Multilevel Determinants of Overweight and Obesity Among U.S. Children Aged 10-17: Comparative Evaluation of Statistical and Machine Learning Approaches Using the 2021 National Survey of Children's Health
- URL: http://arxiv.org/abs/2602.20303v1
- Date: Mon, 23 Feb 2026 19:31:44 GMT
- Title: Multilevel Determinants of Overweight and Obesity Among U.S. Children Aged 10-17: Comparative Evaluation of Statistical and Machine Learning Approaches Using the 2021 National Survey of Children's Health
- Authors: Joyanta Jyoti Mondal,
- Abstract summary: We analyze 18,792 children aged 10-17 years from the National Survey of Children's Health.<n>Overweight/obesity is defined using BMI categories. Predictors included diet, physical activity, sleep, parental stress, socioeconomic conditions, adverse experiences, and neighborhood characteristics.<n>Performance is evaluated using AUC, accuracy, precision, recall, F1 score, and Brier score.

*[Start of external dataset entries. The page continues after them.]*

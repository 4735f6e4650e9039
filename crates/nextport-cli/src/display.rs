//! Plain-text rendering of run reports and stored state.

use chrono::SecondsFormat;
use nextport_core::{DeployBackup, DeployRequest};
use nextport_sync::{DeployOutcome, RunProgress, RunStatus};

const MAX_LIST_ITEMS: usize = 10;

pub fn print_run(kind: &str, status: &RunStatus) {
    let r = &status.report;
    println!(
        "{kind}: processed {} ({} ok, {} failed), {}/{} done, {} remaining",
        r.processed, r.succeeded, r.failed, r.completed, r.total, r.remaining
    );
    match &status.artifact {
        Some(path) => println!("{kind} complete: {}", path.display()),
        None if !r.finished => println!("  run `nextport {kind}` again to continue"),
        None => {}
    }
}

pub fn print_progress(kind: &str, progress: Option<&RunProgress>) {
    let Some(p) = progress else {
        println!("{:<10} no run in progress", kind);
        return;
    };
    println!(
        "{:<10} {}/{} done, {} remaining",
        kind, p.completed, p.total, p.remaining
    );
    if !p.failed_ids.is_empty() {
        println!("  {:<8} {}", "failed", truncated(&p.failed_ids));
    }
}

pub fn print_staged(request: Option<&DeployRequest>) {
    match request {
        Some(r) => println!(
            "{:<10} template {} staged ({} bytes)",
            "deploy",
            r.template_id,
            r.html.len()
        ),
        None => println!("{:<10} nothing staged", "deploy"),
    }
}

pub fn print_backups(backups: &[DeployBackup]) {
    if backups.is_empty() {
        return;
    }
    println!("backups");
    for b in backups {
        println!(
            "  {:<12} {} ({} bytes)",
            b.template_id,
            b.backed_up_at.to_rfc3339_opts(SecondsFormat::Secs, true),
            b.content.len()
        );
    }
}

pub fn print_deploy(outcome: &DeployOutcome) {
    let id = outcome.template_id.as_deref().unwrap_or("-");
    println!("deploy {id}: {}", outcome.state.as_str());
    println!("  {}", outcome.message);
    if let Some(key) = &outcome.backup_key {
        println!("  backup: {key}");
    }
}

pub fn print_fields(rows: &[(String, usize)], templates: usize) {
    println!("{} merge field(s) across {templates} template(s)", rows.len());
    for (field, count) in rows {
        println!("  {:<40} {count}", field);
    }
}

fn truncated(ids: &[String]) -> String {
    let shown: Vec<&str> = ids.iter().take(MAX_LIST_ITEMS).map(String::as_str).collect();
    let mut out = shown.join(", ");
    if ids.len() > MAX_LIST_ITEMS {
        out.push_str(&format!(" ... (+{} more)", ids.len() - MAX_LIST_ITEMS));
    }
    out
}
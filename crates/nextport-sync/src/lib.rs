//! Vendor sync layer: the Vitec Next template API client and the resumable
//! export, patch, and deploy runs built on it.

mod api;
pub mod auth;
mod batch;
mod deploy;
mod error;
mod export;
mod http;
mod pacing;
mod patch;
mod run;

pub use api::TemplateApi;
pub use auth::SessionAuth;
pub use batch::{BatchOptions, DEFAULT_BATCH_SIZE, fetch_one, run_batch};
pub use deploy::{DeployOutcome, DeployState, Deployer};
pub use error::SyncError;
pub use export::Exporter;
pub use http::{Endpoints, VendorClient};
pub use pacing::Pacing;
pub use patch::Patcher;
pub use run::{RunProgress, RunStatus};
//! Session credentials copied from a logged-in browser.

use std::fmt;

use crate::SyncError;

pub const DEFAULT_TOKEN_COOKIE: &str = "XSRF-TOKEN";
pub const DEFAULT_TOKEN_HEADER: &str = "X-XSRF-TOKEN";

/// The browser's cookie header plus the token the vendor expects echoed
/// back in a custom request header.
#[derive(Clone)]
pub struct SessionAuth {
    cookie_header: String,
    token: String,
    token_header: String,
}

impl SessionAuth {
    /// Pull the token out of `cookie_header` (`a=1; XSRF-TOKEN=abc; b=2`).
    ///
    /// A missing or empty cookie is fatal: no request is worth sending
    /// without it.
    pub fn from_cookie_header(
        cookie_header: &str,
        token_cookie: &str,
        token_header: &str,
    ) -> Result<Self, SyncError> {
        let token = find_cookie(cookie_header, token_cookie)
            .filter(|v| !v.is_empty())
            .ok_or_else(|| SyncError::MissingToken {
                cookie: token_cookie.to_string(),
            })?;
        Ok(Self {
            cookie_header: cookie_header.trim().to_string(),
            token: token.to_string(),
            token_header: token_header.to_string(),
        })
    }

    pub fn cookie_header(&self) -> &str {
        &self.cookie_header
    }

    pub fn token(&self) -> &str {
        &self.token
    }

    pub fn token_header(&self) -> &str {
        &self.token_header
    }
}

impl fmt::Debug for SessionAuth {
    fn fmt(&self, f: &mut fmt::Formatter<'_>) -> fmt::Result {
        f.debug_struct("SessionAuth")
            .field("token_header", &self.token_header)
            .field("token", &"<redacted>")
            .finish_non_exhaustive()
    }
}

fn find_cookie<'a>(header: &'a str, name: &str) -> Option<&'a str> {
    header
        .split(';')
        .filter_map(|pair| pair.trim().split_once('='))
        .find(|(k, _)| k.trim() == name)
        .map(|(_, v)| v.trim().trim_matches('"'))
}

#[cfg(test)]
mod tests {
    use super::*;

    #[test]
    fn token_found_among_other_cookies() {
        let auth = SessionAuth::from_cookie_header(
            "ASP.NET_SessionId=s1; XSRF-TOKEN=abc123; theme=dark",
            DEFAULT_TOKEN_COOKIE,
            DEFAULT_TOKEN_HEADER,
        )
        .unwrap();
        assert_eq!(auth.token(), "abc123");
        assert_eq!(auth.token_header(), "X-XSRF-TOKEN");
        assert!(auth.cookie_header().starts_with("ASP.NET_SessionId"));
    }

    #[test]
    fn quoted_value_unwrapped() {
        let auth = SessionAuth::from_cookie_header("XSRF-TOKEN=\"q\"", "XSRF-TOKEN", "X").unwrap();
        assert_eq!(auth.token(), "q");
    }

    #[test]
    fn name_must_match_exactly() {
        let err =
            SessionAuth::from_cookie_header("MY-XSRF-TOKEN=abc", "XSRF-TOKEN", "X").unwrap_err();
        assert!(matches!(err, SyncError::MissingToken { ref cookie } if cookie == "XSRF-TOKEN"));
    }

    #[test]
    fn empty_value_is_missing() {
        assert!(SessionAuth::from_cookie_header("XSRF-TOKEN=; a=b", "XSRF-TOKEN", "X").is_err());
        assert!(SessionAuth::from_cookie_header("", "XSRF-TOKEN", "X").is_err());
    }

    #[test]
    fn debug_redacts_token() {
        let auth = SessionAuth::from_cookie_header("XSRF-TOKEN=secret", "XSRF-TOKEN", "X").unwrap();
        assert!(!format!("{auth:?}").contains("secret"));
    }

    #[test]
    fn value_may_contain_equals() {
        let auth = SessionAuth::from_cookie_header("XSRF-TOKEN=a=b==", "XSRF-TOKEN", "X").unwrap();
        assert_eq!(auth.token(), "a=b==");
    }
}
//! Single-template overwrite with a mandatory backup.
//!
//! ```text
//! idle → backing_up → saving → success
//!              │          └──→ needs_ui_automation
//!              └──→ error
//! ```
//!
//! The current content is read and stored as a backup before anything is
//! written. If that read fails nothing is saved. A rejected save is not
//! retried: no second write path is known, so the operator finishes the job
//! by hand in the vendor's template editor.

use chrono::Utc;
use nextport_core::{DeployBackup, DeployRequest};
use nextport_store::{StateStore, keys, load_json, save_json};
use serde::Serialize;
use tracing::{error, info, warn};

use crate::{SyncError, TemplateApi};

#[derive(Debug, Clone, Copy, PartialEq, Eq, Serialize)]
#[serde(rename_all = "snake_case")]
pub enum DeployState {
    Idle,
    BackingUp,
    Saving,
    Success,
    NeedsUiAutomation,
    Error,
}

impl DeployState {
    pub fn is_terminal(self) -> bool {
        matches!(self, Self::Success | Self::NeedsUiAutomation | Self::Error)
    }

    /// Transitions allowed by the deploy state machine.
    pub fn can_advance_to(self, next: DeployState) -> bool {
        use DeployState::*;
        matches!(
            (self, next),
            (Idle, BackingUp)
                | (Idle, Error)
                | (BackingUp, Saving)
                | (BackingUp, Error)
                | (Saving, Success)
                | (Saving, NeedsUiAutomation)
        )
    }

    pub fn as_str(self) -> &'static str {
        match self {
            Self::Idle => "idle",
            Self::BackingUp => "backing_up",
            Self::Saving => "saving",
            Self::Success => "success",
            Self::NeedsUiAutomation => "needs_ui_automation",
            Self::Error => "error",
        }
    }
}

/// Final report of a deploy or rollback. Never an `Err`: every failure is
/// described here for the operator.
#[derive(Debug, Clone, PartialEq, Eq, Serialize)]
pub struct DeployOutcome {
    pub state: DeployState,
    pub template_id: Option<String>,
    pub message: String,
    /// Storage key of the backup, once one has been written.
    pub backup_key: Option<String>,
}

struct Machine {
    state: DeployState,
    template_id: Option<String>,
    backup_key: Option<String>,
}

impl Machine {
    fn new() -> Self {
        Self {
            state: DeployState::Idle,
            template_id: None,
            backup_key: None,
        }
    }

    fn advance(&mut self, next: DeployState) {
        debug_assert!(
            self.state.can_advance_to(next),
            "{:?} -> {:?}",
            self.state,
            next
        );
        info!(from = self.state.as_str(), to = next.as_str(), "deploy state");
        self.state = next;
    }

    fn finish(mut self, next: DeployState, message: impl Into<String>) -> DeployOutcome {
        self.advance(next);
        DeployOutcome {
            state: self.state,
            template_id: self.template_id,
            message: message.into(),
            backup_key: self.backup_key,
        }
    }
}

pub struct Deployer<'a> {
    api: &'a dyn TemplateApi,
    store: &'a dyn StateStore,
}

impl<'a> Deployer<'a> {
    pub fn new(api: &'a dyn TemplateApi, store: &'a dyn StateStore) -> Self {
        Self { api, store }
    }

    /// Store the request inputs for [`run`](Self::run).
    pub fn stage(store: &dyn StateStore, request: &DeployRequest) -> Result<(), SyncError> {
        let key = keys::deploy_backup(&request.template_id);
        if !keys::is_valid(&key) {
            return Err(SyncError::InvalidInput(format!(
                "template id {:?} contains unsupported characters",
                request.template_id
            )));
        }
        save_json(store, keys::DEPLOY_TEMPLATE_ID, &request.template_id)?;
        save_json(store, keys::DEPLOY_HTML, &request.html)?;
        // A new request gets a fresh backup.
        store.remove(keys::DEPLOY_BACKED_UP)?;
        info!(id = %request.template_id, bytes = request.html.len(), "deploy staged");
        Ok(())
    }

    /// The staged request, if both inputs are present.
    pub fn staged(store: &dyn StateStore) -> Result<Option<DeployRequest>, SyncError> {
        let template_id: Option<String> = load_json(store, keys::DEPLOY_TEMPLATE_ID)?;
        let html: Option<String> = load_json(store, keys::DEPLOY_HTML)?;
        Ok(template_id
            .zip(html)
            .map(|(template_id, html)| DeployRequest { template_id, html }))
    }

    pub fn backup(
        store: &dyn StateStore,
        template_id: &str,
    ) -> Result<Option<DeployBackup>, SyncError> {
        Ok(load_json(store, &keys::deploy_backup(template_id))?)
    }

    /// Every stored backup, ordered by template id.
    pub fn backups(store: &dyn StateStore) -> Result<Vec<DeployBackup>, SyncError> {
        let mut backups = Vec::new();
        for key in store.keys()? {
            if key.starts_with(keys::DEPLOY_BACKUP_PREFIX)
                && let Some(backup) = load_json::<DeployBackup, _>(store, &key)?
            {
                backups.push(backup);
            }
        }
        Ok(backups)
    }

    /// Drop the staged inputs without deploying.
    pub fn reset(store: &dyn StateStore) -> Result<(), SyncError> {
        store.remove(keys::DEPLOY_TEMPLATE_ID)?;
        store.remove(keys::DEPLOY_HTML)?;
        store.remove(keys::DEPLOY_BACKED_UP)?;
        Ok(())
    }

    /// Deploy the staged request.
    pub async fn run(&self) -> DeployOutcome {
        let mut m = Machine::new();

        let request = match Self::staged(self.store) {
            Ok(Some(request)) => request,
            Ok(None) => {
                return m.finish(DeployState::Error, "no deploy request staged");
            }
            Err(e) => {
                error!(error = %e, "reading deploy inputs failed");
                return m.finish(DeployState::Error, format!("reading deploy inputs: {e}"));
            }
        };
        let id = request.template_id.as_str();
        m.template_id = Some(id.to_string());

        m.advance(DeployState::BackingUp);
        let backup_key = keys::deploy_backup(id);
        match self.staged_backup(id) {
            Ok(Some(kept)) => {
                info!(
                    id,
                    backed_up_at = %kept.backed_up_at,
                    "retrying staged deploy; keeping its backup"
                );
            }
            Ok(None) => {
                if let Err(message) = self.take_backup(id, &backup_key).await {
                    return m.finish(DeployState::Error, message);
                }
            }
            Err(e) => {
                error!(id, error = %e, "reading backup marker failed; nothing saved");
                return m.finish(
                    DeployState::Error,
                    format!("could not check the backup of {id}, nothing was saved: {e}"),
                );
            }
        }
        m.backup_key = Some(backup_key.clone());

        m.advance(DeployState::Saving);
        match self.api.save_content(id, &request.html).await {
            Ok(()) => {
                let mut message =
                    format!("deployed {id}; previous content kept under {backup_key}");
                if let Err(e) = Self::reset(self.store) {
                    warn!(id, error = %e, "clearing deploy inputs failed");
                    message.push_str(&format!(" (clearing staged inputs failed: {e})"));
                }
                m.finish(DeployState::Success, message)
            }
            Err(e) => {
                warn!(id, error = %e, "save rejected; manual deploy needed");
                m.finish(
                    DeployState::NeedsUiAutomation,
                    format!(
                        "save endpoint rejected the update ({e}). Open template {id} in the \
                         vendor editor, paste the staged HTML by hand, then run \
                         `nextport reset deploy`. The previous content is under {backup_key}; \
                         a retry of this request keeps that backup."
                    ),
                )
            }
        }
    }

    /// The backup taken for the staged request, if this run is a retry.
    fn staged_backup(&self, id: &str) -> Result<Option<DeployBackup>, SyncError> {
        let marker: Option<String> = load_json(self.store, keys::DEPLOY_BACKED_UP)?;
        if marker.as_deref() != Some(id) {
            return Ok(None);
        }
        Self::backup(self.store, id)
    }

    /// Read the live content and store it under `backup_key`. The error is
    /// the operator-facing message.
    async fn take_backup(&self, id: &str, backup_key: &str) -> Result<(), String> {
        let current = match self.api.fetch_content(id).await {
            Ok(current) => current,
            Err(e) => {
                error!(id, error = %e, "backup read failed; nothing saved");
                return Err(format!(
                    "could not read current content of {id}, nothing was saved: {e}"
                ));
            }
        };
        let backup = DeployBackup {
            template_id: id.to_string(),
            content: current.content,
            backed_up_at: Utc::now(),
        };
        save_json(self.store, backup_key, &backup)
            .and_then(|()| save_json(self.store, keys::DEPLOY_BACKED_UP, &id))
            .map_err(|e| {
                error!(id, error = %e, "storing backup failed; nothing saved");
                format!("could not store backup of {id}, nothing was saved: {e}")
            })
    }

    /// Re-submit the backed-up content of `template_id`. The backup is kept.
    pub async fn rollback(&self, template_id: &str) -> DeployOutcome {
        let mut m = Machine::new();
        m.template_id = Some(template_id.to_string());

        m.advance(DeployState::BackingUp);
        let backup = match Self::backup(self.store, template_id) {
            Ok(Some(backup)) => backup,
            Ok(None) => {
                return m.finish(DeployState::Error, format!("no backup stored for {template_id}"));
            }
            Err(e) => {
                return m.finish(DeployState::Error, format!("reading backup: {e}"));
            }
        };
        m.backup_key = Some(keys::deploy_backup(template_id));

        m.advance(DeployState::Saving);
        match self.api.save_content(template_id, &backup.content).await {
            Ok(()) => m.finish(
                DeployState::Success,
                format!(
                    "restored {template_id} to content backed up at {}",
                    backup.backed_up_at.to_rfc3339()
                ),
            ),
            Err(e) => m.finish(
                DeployState::NeedsUiAutomation,
                format!(
                    "save endpoint rejected the rollback ({e}). Paste the backup content into \
                     template {template_id} by hand."
                ),
            ),
        }
    }
}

- Score: 0.2538209532048867
- License: http://creativecommons.org/licenses/by-nc-sa/4.0/
- Abstract: Background: Childhood and adolescent overweight and obesity remain major public health concerns in the United States and are shaped by behavioral, household, and community factors. Their joint predictive structure at the population level remains incompletely characterized. Objectives: The study aims to identify multilevel predictors of overweight and obesity among U.S. adolescents and compare the predictive performance, calibration, and subgroup equity of statistical, machine-learning, and deep-learning models. Data and Methods: We analyze 18,792 children aged 10-17 years from the 2021 National Survey of Children's Health. Overweight/obesity is defined using BMI categories. Predictors included diet, physical activity, sleep, parental stress, socioeconomic conditions, adverse experiences, and neighborhood characteristics. Models include logistic regression, random forest, gradient boosting, XGBoost, LightGBM, multilayer perceptron, and TabNet. Performance is evaluated using AUC, accuracy, precision, recall, F1 score, and Brier score. Results: Discrimination range from 0.66 to 0.79. Logistic regression, gradient boosting, and MLP showed the most stable balance of discrimination and calibration. Boosting and deep learning modestly improve recall and F1 score. No model was uniformly superior. Performance disparities across race and poverty groups persist across algorithms. Conclusion: Increased model complexity yields limited gains over logistic regression. Predictors consistently span behavioral, household, and neighborhood domains. Persistent subgroup disparities indicate the need for improved data quality and equity-focused surveillance rather than greater algorithmic complexity.